**Work order**
When a line in the entries below contains the word "Incoming", copy that line.

**Information supplied**
use crate::foundation::{KeyId, VaultError};
use chrono::{DateTime, Utc};
use serde::{Deserialize, Deserializer, Serialize, Serializer};
use std::collections::BTreeMap;
use std::fmt;

/// Signing algorithm of a stored key.
///
/// The integer tags are stable: they appear identically on the wire and in
/// the persisted store file. Append only.
#[derive(Clone, Copy, Debug, PartialEq, Eq, Hash)]
pub enum KeyAlgorithm {
    EcdsaP256,
    EcdsaP384,
}

impl KeyAlgorithm {
    pub const fn tag(self) -> u8 {
        match self {
            KeyAlgorithm::EcdsaP256 => 1,
            KeyAlgorithm::EcdsaP384 => 2,
        }
    }
}

impl TryFrom<u8> for KeyAlgorithm {
    type Error = VaultError;

    fn try_from(tag: u8) -> Result<Self, Self::Error> {
        match tag {
            1 => Ok(KeyAlgorithm::EcdsaP256),
            2 => Ok(KeyAlgorithm::EcdsaP384),
            other => Err(VaultError::InvalidAlgorithm(other.to_string())),
        }
    }
}

impl fmt::Display for KeyAlgorithm {
    fn fmt(&self, f: &mut fmt::Formatter<'_>) -> fmt::Result {
        match self {
            KeyAlgorithm::EcdsaP256 => write!(f, "ECDSA_P256"),
            KeyAlgorithm::EcdsaP384 => write!(f, "ECDSA_P384"),
        }
    }
}

impl Serialize for KeyAlgorithm {
    fn serialize<S: Serializer>(&self, serializer: S) -> Result<S::Ok, S::Error> {
        serializer.serialize_u8(self.tag())
    }
}

impl<'de> Deserialize<'de> for KeyAlgorithm {
    fn deserialize<D: Deserializer<'de>>(deserializer: D) -> Result<Self, D::Error> {
        let tag = u8::deserialize(deserializer)?;
        KeyAlgorithm::try_from(tag).map_err(serde::de::Error::custom)
    }
}

/// Lifecycle state of a stored key.
///
/// Transitions are monotone: ACTIVE -> ROTATED, ACTIVE -> DEACTIVATED,
/// ROTATED -> DEACTIVATED. The store itself does not enforce this; the
/// facade does. Integer tags are stable on the wire and on disk.
#[derive(Clone, Copy, Debug, PartialEq, Eq, Hash)]
pub enum KeyStatus {
    Active,
    Rotated,
    Deactivated,
}

impl KeyStatus {
    pub const fn tag(self) -> u8 {
        match self {
            KeyStatus::Active => 1,
            KeyStatus::Rotated => 2,
            KeyStatus::Deactivated => 3,
        }
    }
}

impl TryFrom<u8> for KeyStatus {
    type Error = VaultError;

    fn try_from(tag: u8) -> Result<Self, Self::Error> {
        match tag {
            1 => Ok(KeyStatus::Active),
            2 => Ok(KeyStatus::Rotated),
            3 => Ok(KeyStatus::Deactivated),
            other => Err(VaultError::Message(format!("unknown key status tag: {other}"))),
        }
    }
}

impl fmt::Display for KeyStatus {
    fn fmt(&self, f: &mut fmt::Formatter<'_>) -> fmt::Result {
        match self {
            KeyStatus::Active => write!(f, "ACTIVE"),
            KeyStatus::Rotated => write!(f, "ROTATED"),
            KeyStatus::Deactivated => write!(f, "DEACTIVATED"),
        }
    }
}

impl Serialize for KeyStatus {
    fn serialize<S: Serializer>(&self, serializer: S) -> Result<S::Ok, S::Error> {
        serializer.serialize_u8(self.tag())
    }
}

impl<'de> Deserialize<'de> for KeyStatus {
    fn deserialize<D: Deserializer<'de>>(deserializer: D) -> Result<Self, D::Error> {
        let tag = u8::deserialize(deserializer)?;
        KeyStatus::try_from(tag).map_err(serde::de::Error::custom)
    }
}

/// Observable attributes of a stored key. Never carries private material.
#[derive(Clone, Debug, Deserialize, Serialize)]
pub struct KeyMetadata {
    pub key_id: KeyId,
    pub algorithm: KeyAlgorithm,
    pub status: KeyStatus,
    pub created_at: DateTime<Utc>,
    #[serde(default, skip_serializing_if = "Option::is_none")]
    pub rotated_at: Option<DateTime<Utc>>,
    #[serde(default, skip_serializing_if = "BTreeMap::is_empty")]
    pub labels: BTreeMap<String, String>,
}
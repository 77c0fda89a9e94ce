use axum::body::Body;
use axum::extract::ConnectInfo;
use axum::http::Request;
use axum::middleware::Next;
use axum::response::Response;
use log::{debug, error, warn};
use std::net::SocketAddr;
use std::time::Instant;

/// Logs every call with method, path, status and duration. Server errors
/// and client rejections get their own levels so they stand out.
pub async fn logging_middleware(req: Request<Body>, next: Next) -> Response {
    let method = req.method().clone();
    let path = req.uri().path().to_string();
    let client_ip = req
        .extensions()
        .get::<ConnectInfo<SocketAddr>>()
        .map(|ConnectInfo(addr)| addr.to_string())
        .unwrap_or_default();
    let start = Instant::now();

    let response = next.run(req).await;

    let status = response.status();
    let duration_ms = start.elapsed().as_millis();

    if status.is_server_error() {
        error!("request failed method={method} path={path} status={} duration_ms={duration_ms} client_ip={client_ip}", status.as_u16());
    } else if status.is_client_error() {
        warn!("request rejected method={method} path={path} status={} duration_ms={duration_ms} client_ip={client_ip}", status.as_u16());
    } else {
        debug!("request method={method} path={path} status={} duration_ms={duration_ms} client_ip={client_ip}", status.as_u16());
    }

    response
}
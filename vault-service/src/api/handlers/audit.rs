use super::types::{json_err, json_ok, optional_params, RpcErrorCode};
use crate::api::state::ApiState;
use chrono::{DateTime, Utc};
use serde::{Deserialize, Serialize};
use vault_core::domain::AuditEntry;

#[derive(Debug, Default, Deserialize)]
pub struct QueryAuditParams {
    #[serde(default)]
    pub key_id: String,
    #[serde(default)]
    pub operation: String,
    #[serde(default)]
    pub start_time: Option<DateTime<Utc>>,
    #[serde(default)]
    pub end_time: Option<DateTime<Utc>>,
    #[serde(default)]
    pub limit: usize,
}

#[derive(Debug, Serialize)]
struct QueryAuditResult {
    entries: Vec<AuditEntry>,
}

pub async fn handle_query(state: &ApiState, id: serde_json::Value, params: Option<serde_json::Value>) -> serde_json::Value {
    let params: QueryAuditParams = match optional_params(params) {
        Ok(parsed) => parsed,
        Err(err) => return json_err(id, RpcErrorCode::InvalidParams, err),
    };

    let entries = state.vault.audit().query(&params.key_id, &params.operation, params.start_time, params.end_time, params.limit);
    json_ok(id, QueryAuditResult { entries })
}
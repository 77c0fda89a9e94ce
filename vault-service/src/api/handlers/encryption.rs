use super::types::{decode_bytes, encode_bytes, json_err, json_ok, required_params, vault_err, RpcErrorCode};
use crate::api::state::ApiState;
use serde::{Deserialize, Serialize};
use vault_core::foundation::KeyId;

#[derive(Debug, Deserialize)]
pub struct EncryptParams {
    pub key_id: String,
    pub plaintext: String,
    #[serde(default)]
    pub aad: String,
}

#[derive(Debug, Serialize)]
struct EncryptResult {
    key_id: String,
    ciphertext: String,
}

pub async fn handle_encrypt(state: &ApiState, id: serde_json::Value, params: Option<serde_json::Value>, peer: &str) -> serde_json::Value {
    let params: EncryptParams = match required_params(params) {
        Ok(parsed) => parsed,
        Err(err) => return json_err(id, RpcErrorCode::InvalidParams, err),
    };
    let plaintext = match decode_bytes("plaintext", &params.plaintext) {
        Ok(plaintext) => plaintext,
        Err(err) => return json_err(id, RpcErrorCode::InvalidParams, err),
    };
    let aad = match decode_bytes("aad", &params.aad) {
        Ok(aad) => aad,
        Err(err) => return json_err(id, RpcErrorCode::InvalidParams, err),
    };

    match state.vault.encrypt(&KeyId::from(params.key_id.clone()), &plaintext, &aad, peer) {
        Ok(ciphertext) => json_ok(id, EncryptResult { key_id: params.key_id, ciphertext: encode_bytes(&ciphertext) }),
        Err(err) => vault_err(id, err),
    }
}

#[derive(Debug, Deserialize)]
pub struct DecryptParams {
    pub key_id: String,
    pub ciphertext: String,
    #[serde(default)]
    pub aad: String,
}

#[derive(Debug, Serialize)]
struct DecryptResult {
    plaintext: String,
}

pub async fn handle_decrypt(state: &ApiState, id: serde_json::Value, params: Option<serde_json::Value>, peer: &str) -> serde_json::Value {
    let params: DecryptParams = match required_params(params) {
        Ok(parsed) => parsed,
        Err(err) => return json_err(id, RpcErrorCode::InvalidParams, err),
    };
    let ciphertext = match decode_bytes("ciphertext", &params.ciphertext) {
        Ok(ciphertext) => ciphertext,
        Err(err) => return json_err(id, RpcErrorCode::InvalidParams, err),
    };
    let aad = match decode_bytes("aad", &params.aad) {
        Ok(aad) => aad,
        Err(err) => return json_err(id, RpcErrorCode::InvalidParams, err),
    };

    match state.vault.decrypt(&KeyId::from(params.key_id), &ciphertext, &aad, peer) {
        Ok(plaintext) => json_ok(id, DecryptResult { plaintext: encode_bytes(&plaintext) }),
        Err(err) => vault_err(id, err),
    }
}

#[derive(Debug, Deserialize)]
pub struct DeriveKeyParams {
    pub root_key_id: String,
    #[serde(default)]
    pub context: String,
    pub length: usize,
}

#[derive(Debug, Serialize)]
struct DeriveKeyResult {
    derived_key: String,
}

pub async fn handle_derive_key(state: &ApiState, id: serde_json::Value, params: Option<serde_json::Value>, peer: &str) -> serde_json::Value {
    let params: DeriveKeyParams = match required_params(params) {
        Ok(parsed) => parsed,
        Err(err) => return json_err(id, RpcErrorCode::InvalidParams, err),
    };
    let context = match decode_bytes("context", &params.context) {
        Ok(context) => context,
        Err(err) => return json_err(id, RpcErrorCode::InvalidParams, err),
    };

    match state.vault.derive_key(&KeyId::from(params.root_key_id), &context, params.length, peer) {
        Ok(derived) => json_ok(id, DeriveKeyResult { derived_key: encode_bytes(&derived) }),
        Err(err) => vault_err(id, err),
    }
}
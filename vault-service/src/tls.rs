//! Optional TLS termination for the listener.
//!
//! PEM certificate chain and private key are loaded once at startup;
//! each accepted connection is handshaken and served over hyper http1
//! with upgrade support so the WebSocket streams keep working.

use axum::extract::ConnectInfo;
use axum::Router;
use hyper::body::Incoming;
use hyper::Request;
use hyper_util::rt::TokioIo;
use log::{debug, info};
use std::fs::File;
use std::io::BufReader;
use std::path::Path;
use std::sync::Arc;
use tokio::net::TcpListener;
use tokio::sync::oneshot;
use tokio_rustls::rustls::ServerConfig;
use tokio_rustls::TlsAcceptor;
use tower::ServiceExt;
use vault_core::foundation::{Result, VaultError};

pub fn load_tls_config(cert_path: &Path, key_path: &Path) -> Result<Arc<ServerConfig>> {
    let cert_file =
        File::open(cert_path).map_err(|err| VaultError::ConfigError(format!("open tls certificate {}: {err}", cert_path.display())))?;
    let certs = rustls_pemfile::certs(&mut BufReader::new(cert_file))
        .collect::<std::result::Result<Vec<_>, _>>()
        .map_err(|err| VaultError::ConfigError(format!("parse tls certificate: {err}")))?;
    if certs.is_empty() {
        return Err(VaultError::ConfigError(format!("no certificates in {}", cert_path.display())));
    }

    let key_file = File::open(key_path).map_err(|err| VaultError::ConfigError(format!("open tls key {}: {err}", key_path.display())))?;
    let key = rustls_pemfile::private_key(&mut BufReader::new(key_file))
        .map_err(|err| VaultError::ConfigError(format!("parse tls key: {err}")))?
        .ok_or_else(|| VaultError::ConfigError(format!("no private key in {}", key_path.display())))?;

    let config = ServerConfig::builder()
        .with_no_client_auth()
        .with_single_cert(certs, key)
        .map_err(|err| VaultError::ConfigError(format!("tls config: {err}")))?;
    Ok(Arc::new(config))
}

/// Accept loop serving TLS connections until `shutdown` fires. In-flight
/// connections run in their own tasks and are bounded by the caller's
/// shutdown timeout.
pub async fn serve_tls(
    listener: TcpListener,
    config: Arc<ServerConfig>,
    app: Router,
    mut shutdown: oneshot::Receiver<()>,
) -> Result<()> {
    let acceptor = TlsAcceptor::from(config);
    info!("tls listener ready");

    loop {
        tokio::select! {
            accepted = listener.accept() => {
                let (stream, peer) = accepted?;
                let acceptor = acceptor.clone();
                let app = app.clone();
                tokio::spawn(async move {
                    let tls_stream = match acceptor.accept(stream).await {
                        Ok(tls_stream) => tls_stream,
                        Err(err) => {
                            debug!("tls handshake failed peer={peer} error={err}");
                            return;
                        }
                    };

                    let service = hyper::service::service_fn(move |mut req: Request<Incoming>| {
                        req.extensions_mut().insert(ConnectInfo(peer));
                        app.clone().oneshot(req)
                    });

                    if let Err(err) = hyper::server::conn::http1::Builder::new()
                        .serve_connection(TokioIo::new(tls_stream), service)
                        .with_upgrades()
                        .await
                    {
                        debug!("tls connection ended peer={peer} error={err}");
                    }
                });
            }
            _ = &mut shutdown => {
                info!("tls listener stopping");
                return Ok(());
            }
        }
    }
}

**Finished exercise**
use hyper::body::Incoming;
                    let service = hyper::service::service_fn(move |mut req: Request<Incoming>| {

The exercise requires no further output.